YOUR GOAL:
For every line below that includes the word "layout", add one; report the final number and nothing else.

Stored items
+===+

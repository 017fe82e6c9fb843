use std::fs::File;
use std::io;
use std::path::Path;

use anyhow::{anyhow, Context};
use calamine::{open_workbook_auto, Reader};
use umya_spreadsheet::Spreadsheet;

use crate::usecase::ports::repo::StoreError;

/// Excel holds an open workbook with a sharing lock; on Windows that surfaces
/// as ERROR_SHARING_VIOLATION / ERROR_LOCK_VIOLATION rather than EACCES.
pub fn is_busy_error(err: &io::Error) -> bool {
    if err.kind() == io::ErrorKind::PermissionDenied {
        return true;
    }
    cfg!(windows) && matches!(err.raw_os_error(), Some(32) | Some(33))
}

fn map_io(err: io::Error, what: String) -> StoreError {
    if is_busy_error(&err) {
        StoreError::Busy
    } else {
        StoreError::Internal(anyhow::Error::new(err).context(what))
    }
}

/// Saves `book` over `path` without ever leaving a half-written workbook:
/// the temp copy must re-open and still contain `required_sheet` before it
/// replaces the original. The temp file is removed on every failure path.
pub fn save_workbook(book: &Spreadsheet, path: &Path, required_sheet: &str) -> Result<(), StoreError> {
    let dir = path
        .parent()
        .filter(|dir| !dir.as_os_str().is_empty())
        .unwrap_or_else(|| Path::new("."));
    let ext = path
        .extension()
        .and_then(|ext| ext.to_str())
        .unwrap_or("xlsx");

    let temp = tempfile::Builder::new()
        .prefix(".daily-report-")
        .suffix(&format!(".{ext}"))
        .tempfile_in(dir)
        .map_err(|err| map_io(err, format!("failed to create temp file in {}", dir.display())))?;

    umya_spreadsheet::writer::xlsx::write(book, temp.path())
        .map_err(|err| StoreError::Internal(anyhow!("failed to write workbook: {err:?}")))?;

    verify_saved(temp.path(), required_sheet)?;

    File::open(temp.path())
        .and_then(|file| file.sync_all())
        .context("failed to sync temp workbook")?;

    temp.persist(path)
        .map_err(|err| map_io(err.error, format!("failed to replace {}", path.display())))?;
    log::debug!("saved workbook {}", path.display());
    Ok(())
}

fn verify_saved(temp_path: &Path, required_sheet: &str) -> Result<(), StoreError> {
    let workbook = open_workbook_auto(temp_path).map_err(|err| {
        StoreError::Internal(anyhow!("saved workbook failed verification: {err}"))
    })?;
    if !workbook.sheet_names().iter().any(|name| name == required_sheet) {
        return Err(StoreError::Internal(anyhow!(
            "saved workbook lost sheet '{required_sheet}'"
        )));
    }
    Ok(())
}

+===+

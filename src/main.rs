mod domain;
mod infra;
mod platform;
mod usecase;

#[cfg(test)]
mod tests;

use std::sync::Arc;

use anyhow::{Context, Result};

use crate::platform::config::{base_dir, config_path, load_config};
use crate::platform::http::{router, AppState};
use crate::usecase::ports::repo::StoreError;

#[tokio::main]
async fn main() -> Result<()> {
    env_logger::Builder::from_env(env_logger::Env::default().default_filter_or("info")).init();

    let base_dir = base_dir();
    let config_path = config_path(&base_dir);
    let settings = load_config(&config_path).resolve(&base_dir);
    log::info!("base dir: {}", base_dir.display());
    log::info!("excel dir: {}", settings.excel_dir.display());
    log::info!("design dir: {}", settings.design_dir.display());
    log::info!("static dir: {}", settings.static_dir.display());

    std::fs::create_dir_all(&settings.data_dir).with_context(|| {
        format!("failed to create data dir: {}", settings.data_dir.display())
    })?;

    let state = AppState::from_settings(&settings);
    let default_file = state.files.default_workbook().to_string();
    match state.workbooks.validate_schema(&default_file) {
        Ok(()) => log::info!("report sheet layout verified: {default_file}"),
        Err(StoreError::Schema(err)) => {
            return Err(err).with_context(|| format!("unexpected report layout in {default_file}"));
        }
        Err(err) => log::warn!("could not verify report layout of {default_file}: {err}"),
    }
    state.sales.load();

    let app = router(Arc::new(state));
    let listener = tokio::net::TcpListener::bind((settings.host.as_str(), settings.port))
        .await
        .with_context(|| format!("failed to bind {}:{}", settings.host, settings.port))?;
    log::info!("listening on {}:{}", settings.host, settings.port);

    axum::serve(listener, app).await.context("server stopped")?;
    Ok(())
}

+===+

SOLUTION TO THIS TASK:
3